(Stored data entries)
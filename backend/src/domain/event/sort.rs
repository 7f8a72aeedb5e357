//! Properties events may be ordered by.

use std::str::FromStr;

use pagination::PageRequest;

use crate::domain::Error;

/// Sortable event property.
#[derive(Debug, Clone, Copy, PartialEq, Eq, Hash)]
pub enum EventSortField {
    /// Identifier.
    Id,
    /// Display name.
    Name,
    /// Enrollment opening time.
    BeginEnrollmentDateTime,
    /// Enrollment closing time.
    CloseEnrollmentDateTime,
    /// Start time.
    BeginEventDateTime,
    /// End time.
    EndEventDateTime,
    /// Entry price.
    BasePrice,
    /// Price ceiling.
    MaxPrice,
    /// Attendee limit.
    LimitOfEnrollment,
}

/// Error returned for a property that events cannot be sorted by.
#[derive(Debug, Clone, PartialEq, Eq, thiserror::Error)]
#[error("cannot sort events by '{0}'")]
pub struct UnsortableProperty(pub String);

impl FromStr for EventSortField {
    type Err = UnsortableProperty;

    fn from_str(value: &str) -> Result<Self, Self::Err> {
        match value {
            "id" => Ok(Self::Id),
            "name" => Ok(Self::Name),
            "beginEnrollmentDateTime" => Ok(Self::BeginEnrollmentDateTime),
            "closeEnrollmentDateTime" => Ok(Self::CloseEnrollmentDateTime),
            "beginEventDateTime" => Ok(Self::BeginEventDateTime),
            "endEventDateTime" => Ok(Self::EndEventDateTime),
            "basePrice" => Ok(Self::BasePrice),
            "maxPrice" => Ok(Self::MaxPrice),
            "limitOfEnrollment" => Ok(Self::LimitOfEnrollment),
            other => Err(UnsortableProperty(other.to_owned())),
        }
    }
}

/// Reject page requests that sort by an unknown property.
///
/// # Errors
/// Returns an `invalid_request` [`Error`] naming the first unknown
/// property.
pub fn ensure_sortable(request: &PageRequest) -> Result<(), Error> {
    request
        .sort()
        .iter()
        .try_for_each(|order| order.property().parse::<EventSortField>().map(drop))
        .map_err(|err| Error::invalid_request(err.to_string()))
}
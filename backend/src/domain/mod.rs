//! Domain primitives, aggregates, services, and ports.
//!
//! Purpose: define strongly typed entities used by the API and persistence
//! layers, the rules that accept or reject event submissions, and the
//! services inbound adapters drive. Nothing here depends on actix-web or
//! Diesel.
//!
//! Public surface:
//! - Error / ErrorCode: transport-agnostic failure payload.
//! - Event, EventSubmission, EventPatch: the event aggregate and its inputs.
//! - `validate_submission`: cross-field event rules.
//! - Account, Email, `PasswordHash`: account identity and credentials.
//! - `EventService`, `AccountService`: implementations of the driving ports.

pub mod account;
mod account_service;
pub mod error;
pub mod event;
mod event_service;
pub mod ports;
pub mod trace_id;

pub use self::account::{
    Account, AccountId, AccountRole, Email, EmailValidationError, NewAccount, PasswordHash,
    PasswordHashError, PlainPassword, UnknownAccountRole,
};
pub use self::account_service::AccountService;
pub use self::error::{Error, ErrorCode, ErrorValidationError, TRACE_ID_HEADER};
pub use self::event::{
    DerivedState, Event, EventId, EventPatch, EventSortField, EventStatus, EventSubmission,
    FieldError, NewEvent, SUBMISSION_OBJECT_NAME, UnknownEventStatus, UnsortableProperty,
    ensure_sortable, validate_submission, validation_error,
};
pub use self::event_service::EventService;
pub use self::trace_id::TraceId;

▶ _WHAT IS BEING ASKED_
Only one stretch is wanted, so please give again exactly the lines from the start of the data through the line containing "#[derive(Debug, Clone, Copy, PartialEq, Eq, Hash)]", both ends included.

▶ _ANSWER SPACE_
filename backend/src/domain/event/sort.rs
repository 7f8a72aeedb5e357
//! Properties events may be ordered by.

use std::str::FromStr;

use pagination::PageRequest;

use crate::domain::Error;

/// Sortable event property.
#[derive(Debug, Clone, Copy, PartialEq, Eq, Hash)]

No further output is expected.